WHAT IS NEEDED:
Find the line with "let address = config.server.address();" in the data below, then restate it and all remaining lines exactly, adding nothing.

━━━ EXCERPTED RECORDS ━━━

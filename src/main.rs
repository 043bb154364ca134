use clap::Parser;
use dotenv::dotenv;
use std::sync::Arc;
use tokio::net::TcpListener;

use payslip_rag::api::{create_router, AppState};
use payslip_rag::config::{AppConfig, StoreBackend};
use payslip_rag::database::{InMemoryStore, QdrantStore, VectorStore};
use payslip_rag::payslip::preload_definitions;
use payslip_rag::providers::{CachedEmbeddings, EmbeddingProvider, OpenAIProvider};

#[derive(Parser, Debug, Clone)]
#[command(author, version, about = "Payslip question answering over a vector store", long_about = None)]
struct Args {
    /// Address to bind, overrides PAYSLIP_HOST
    #[arg(long)]
    host: Option<String>,

    /// Port to bind, overrides PAYSLIP_PORT
    #[arg(short, long)]
    port: Option<u16>,

    /// Vector store backend: qdrant or memory
    #[arg(long)]
    store: Option<StoreBackend>,

    /// Do not load the definitions directory at startup
    #[arg(long)]
    skip_definitions: bool,
}

#[tokio::main]
async fn main() -> Result<(), Box<dyn std::error::Error + Send + Sync>> {
    // Load environment variables
    dotenv().ok();

    env_logger::Builder::from_env(env_logger::Env::default().default_filter_or("info")).init();

    let args = Args::parse();

    let mut config = match AppConfig::from_env() {
        Ok(config) => config,
        Err(e) => {
            log::error!("Invalid configuration: {}", e);
            return Err(e.into());
        }
    };
    if let Some(host) = args.host {
        config.server.host = host;
    }
    if let Some(port) = args.port {
        config.server.port = port;
    }
    if let Some(backend) = args.store {
        config.store.backend = backend;
    }

    let llm = Arc::new(OpenAIProvider::new(&config.openai));
    let embeddings: Arc<dyn EmbeddingProvider> =
        Arc::new(CachedEmbeddings::new(OpenAIProvider::new(&config.openai)));

    let store: Arc<dyn VectorStore> = match config.store.backend {
        StoreBackend::Qdrant => {
            let store = QdrantStore::connect(&config.store, embeddings).await?;
            log::info!(
                "Using Qdrant collection '{}' at {}",
                config.store.collection,
                config.store.qdrant_url
            );
            Arc::new(store)
        }
        StoreBackend::Memory => {
            log::warn!("Using the in-memory vector store, indexed payslips are lost on restart");
            Arc::new(InMemoryStore::new(embeddings))
        }
    };

    if args.skip_definitions {
        log::info!("Skipping definitions preload");
    } else {
        preload_definitions(store.as_ref(), &config.definitions_dir).await?;
    }

    let state = AppState::new(llm, store, Arc::new(config.prompts.clone()));
    let app = create_router(state, &config.server);

    let address = config.server.address();
    let listener = TcpListener::bind(&address).await?;
    log::info!("Payslip service listening on http://{}", address);

    axum::serve(listener, app).await?;
    Ok(())
}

━━━

RESPONSE TO THIS TASK:
    let address = config.server.address();
    let listener = TcpListener::bind(&address).await?;
    log::info!("Payslip service listening on http://{}", address);

    axum::serve(listener, app).await?;
    Ok(())
}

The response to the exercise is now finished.